Expression Atlas Quick Tour

https://www.ebi.ac.uk/training/online/courses/expression-atlas-quick-tour/

Functional genomics (II): Common technologies and data analysis methods

https://www.ebi.ac.uk/training/online/course/functional-genomics-ii-common-technologies-and-data-analysis-methods

This online course introduces you to the technologies and analysis methods in functional genomics. You should focus on the section on RNA-seq and Biological Interpretation of Gene Expression Data.

If you want to read about RNA-seq analysis in more detail see:

Conesa et al., 2016. A survey of best practices for RNA-seq data analysis

http://europepmc.org/articles/PMC4728800

This pre-reading should give you a good background understanding of the data you are going to work with.

Other relevant datasets and tools worth getting accustomed with before the project:

We suggest you watch this introductory video by Lee Larcombe (one of the mentors and organisers of the summer school), where he introduced relevant databases and tools.

Dataset

Your first task is to find a public RNA-seq dataset from ArrayExpress that studies hepatocellular carcinoma.
For example, there is a dataset where RNA-Seq is performed on three pairs of matched tumours and adjacent non-tumorous tissues from patients of Chinese origin with hepatocellular carcinoma. The raw and processed data for the six samples are available in ArrayExpress. (https://www.ebi.ac.uk/arrayexpress/experiments/E-GEOD-33294/). 

This dataset has also been analysed by Expression Atlas:

(https://www.ebi.ac.uk/gxa/experiments/E-GEOD-33294/Results)

However, we would also like you to look for similar datasets from the same source.

Project aims

Your first task is to find a public RNA-seq dataset from ArrayExpress that studies hepatocellular carcinoma.
For example, there is a dataset where RNA-Seq is performed on three pairs of matched tumours and adjacent non-tumorous tissues from patients of Chinese origin with hepatocellular carcinoma. The raw and processed data for the six samples are available in ArrayExpress. (https://www.ebi.ac.uk/arrayexpress/experiments/E-GEOD-33294/). 

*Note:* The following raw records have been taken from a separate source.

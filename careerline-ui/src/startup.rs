//! What the page does between loading the documents and mounting the
//! timeline, kept free of browser types.

use std::future::Future;

use careerline_core::{LoadError, TimelineConfig, YearRecord};
use careerline_data::{merge, parse_events, parse_interpretations};

/// Result of the load step as the bootstrap acts on it.
#[derive(Debug, Clone, PartialEq)]
pub enum Startup {
    /// Inline error text for the app mount; nothing else is built.
    Failed(String),
    /// Both documents loaded but hold no events.
    Empty,
    /// Records to chart and render, never empty.
    Render(Vec<YearRecord>),
}

pub fn startup_outcome(
    loaded: Result<Vec<YearRecord>, LoadError>,
    config: &TimelineConfig,
) -> Startup {
    match loaded {
        Err(err) => {
            log::error!("Error loading data: {err}");
            Startup::Failed(config.load_failure_message(&err))
        }
        Ok(records) if records.is_empty() => {
            log::info!("no timeline events to render");
            Startup::Empty
        }
        Ok(records) => Startup::Render(records),
    }
}

/// Maps a response status to `LoadError::HttpStatus` unless it is 2xx.
pub fn check_status(document: &str, status: u16, status_text: &str) -> Result<(), LoadError> {
    if (200..300).contains(&status) {
        Ok(())
    } else {
        Err(LoadError::http_status(document, status, status_text))
    }
}

/// Fetches and parses the events document, then the interpretations
/// document, stopping at the first failure, and merges them.
pub async fn load_with<F, Fut>(
    config: &TimelineConfig,
    mut fetch: F,
) -> Result<Vec<YearRecord>, LoadError>
where
    F: FnMut(String) -> Fut,
    Fut: Future<Output = Result<String, LoadError>>,
{
    let body = fetch(config.events_url.clone()).await?;
    let events = parse_events(&body, &config.events_url)?;

    let body = fetch(config.interpretations_url.clone()).await?;
    let interpretations = parse_interpretations(&body, &config.interpretations_url)?;

    Ok(merge(events, &interpretations).records)
}

#[cfg(test)]
mod tests {
    use super::*;
    use crate::NO_DATA_MESSAGE;
    use futures::executor::block_on;

    fn not_found(document: &str) -> LoadError {
        LoadError::http_status(document, 404, "Not Found")
    }

    /// Serves `events` and `interpretations` and records every requested url.
    fn load(
        events: Result<&str, LoadError>,
        interpretations: Result<&str, LoadError>,
    ) -> (Result<Vec<YearRecord>, LoadError>, Vec<String>) {
        let config = TimelineConfig::default();
        let mut requested = Vec::new();
        let result = block_on(load_with(&config, |url: String| {
            let body = if url == config.events_url {
                events.clone()
            } else {
                interpretations.clone()
            };
            requested.push(url);
            async move { body.map(str::to_string) }
        }));
        (result, requested)
    }

    #[test]
    fn loads_events_before_interpretations_and_sorts() {
        let (result, requested) = load(
            Ok(r#"[{"year": "2021", "title": "b"}, {"year": 2019, "title": "a"}]"#),
            Ok(r#"{"2021": {"analysis_summary": "grew"}}"#),
        );

        assert_eq!(requested, vec!["content.json", "llm-interpretation.json"]);
        let records = result.unwrap();
        let years: Vec<&str> = records.iter().map(|r| r.year.as_str()).collect();
        assert_eq!(years, vec!["2019", "2021"]);
        assert_eq!(records[1].ai_summary, "grew");
    }

    #[test]
    fn malformed_events_fail_before_the_second_fetch() {
        let (result, requested) = load(Ok("{not json"), Err(not_found("llm-interpretation.json")));

        let err = result.unwrap_err();
        assert!(matches!(err, LoadError::Parse { ref document, .. } if document == "content.json"));
        assert_eq!(requested, vec!["content.json"]);
    }

    #[test]
    fn failed_events_fetch_stops_the_load() {
        let (result, requested) = load(Err(not_found("content.json")), Ok("{}"));

        assert_eq!(result.unwrap_err(), not_found("content.json"));
        assert_eq!(requested, vec!["content.json"]);
    }

    #[test]
    fn failed_interpretations_fetch_is_reported() {
        let (result, _) = load(Ok("[]"), Err(not_found("llm-interpretation.json")));
        assert_eq!(result.unwrap_err().document(), "llm-interpretation.json");
    }

    #[test]
    fn non_success_status_becomes_an_inline_error() {
        let config = TimelineConfig::default();
        let loaded = check_status("content.json", 404, "Not Found").map(|_| Vec::new());

        assert_eq!(
            startup_outcome(loaded, &config),
            Startup::Failed(
                "Error loading data: Failed to load content.json: Not Found. \
                 Please ensure content.json and llm-interpretation.json exist."
                    .to_string()
            )
        );
    }

    #[test]
    fn status_text_falls_back_to_the_code() {
        let err = check_status("content.json", 500, "").unwrap_err();
        assert_eq!(err.to_string(), "Failed to load content.json: HTTP 500");
        assert!(check_status("content.json", 200, "OK").is_ok());
        assert!(check_status("content.json", 204, "").is_ok());
        assert!(check_status("content.json", 304, "Not Modified").is_err());
    }

    #[test]
    fn no_events_halt_setup() {
        let config = TimelineConfig::default();
        assert_eq!(startup_outcome(Ok(Vec::new()), &config), Startup::Empty);
        assert_eq!(NO_DATA_MESSAGE, "No timeline data available.");
    }

    #[test]
    fn loaded_records_are_rendered() {
        let config = TimelineConfig::default();
        let (result, _) = load(Ok(r#"[{"year": "2020", "title": "t"}]"#), Ok("{}"));

        match startup_outcome(result, &config) {
            Startup::Render(records) => assert_eq!(records[0].year, "2020"),
            other => panic!("expected records, got {other:?}"),
        }
    }
}
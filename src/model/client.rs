use chrono::{DateTime, NaiveDate, Utc};
use rust_decimal::Decimal;
use serde::{Deserialize, Serialize};

/// How often a client tends to come in. Used by the dashboard to surface
/// clients who have gone quiet.
#[derive(Debug, Clone, Copy, PartialEq, Eq, Serialize, Deserialize)]
#[serde(rename_all = "lowercase")]
pub enum VisitFrequency {
    Weekly,
    Biweekly,
    Monthly,
    Rarely,
}

#[derive(Debug, Clone, PartialEq, Serialize, Deserialize)]
#[serde(rename_all = "camelCase")]
pub struct Client {
    pub id: String,
    pub barbershop_id: String,
    pub name: String,
    /// Unique within the barbershop after digits-only normalization.
    pub phone: String,
    #[serde(skip_serializing_if = "Option::is_none")]
    pub email: Option<String>,
    #[serde(skip_serializing_if = "Option::is_none")]
    pub birth_date: Option<NaiveDate>,
    #[serde(skip_serializing_if = "Option::is_none")]
    pub notes: Option<String>,
    pub frequency: VisitFrequency,
    #[serde(skip_serializing_if = "Option::is_none")]
    pub last_visit: Option<DateTime<Utc>>,
    /// Aggregates maintained by the caller after each completed visit;
    /// non-decreasing by convention, not enforced here.
    pub total_visits: u32,
    pub total_spent: Decimal,
    pub created_at: DateTime<Utc>,
    pub updated_at: DateTime<Utc>,
}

This dataset has also been analysed by Expression Atlas:

(https://www.ebi.ac.uk/gxa/experiments/E-GEOD-33294/Results)

However, we would also like you to look for similar datasets from the same source.

Project mentors

Priit Adler | University of Tartu

Priit Adler is a researcher at the Institute of Computer Science at the University of Tartu. As a bioinformatician, he has broad experience in experimental data analysis. He considers himself an expert in gene expression data analysis. In recent years Priit has moved his focus on studying antibody repertoire and their sequence analysis.


Priit has been the lead author for several bioinformatic toolsets (MEM, KEGGanim) and contributed to several others (most notably g:Profiler).
Priit is also a trainer in ELIXIR-EE and a member of the ELIXIR Data Steward Interest group.

Lee Larcombe | Amphimatic

Lee Larcombe (PhD) provides expert bioinformatics and data analytics support to biotech, pharma and FMCG clients through APEXOMIC (Founded in 2012). He has a research background spanning wet-lab and bioinformatics, with particular expertise in functional genetics, biomolecular modelling and data integration for immunology and oncology. After spending 10 years in academia conducting collaborative industry research projects, he has spent the last decade supporting in silico target discovery and (bio)therapeutic development in industry. Lee also has broad experience of teaching and training in bioinformatics, including development of training strategy. He led development of the UK Level 7 Bioinformatics Scientist Apprenticeship standard, has supported several consortium projects, and continues to support skills projects in industry, academia and national institutes. He is an invited organiser of the EMBL European Bioinformatics Institute international summer school, and leads on bioinformatics apprenticeship assessment with the NHS National School of Health Care Science.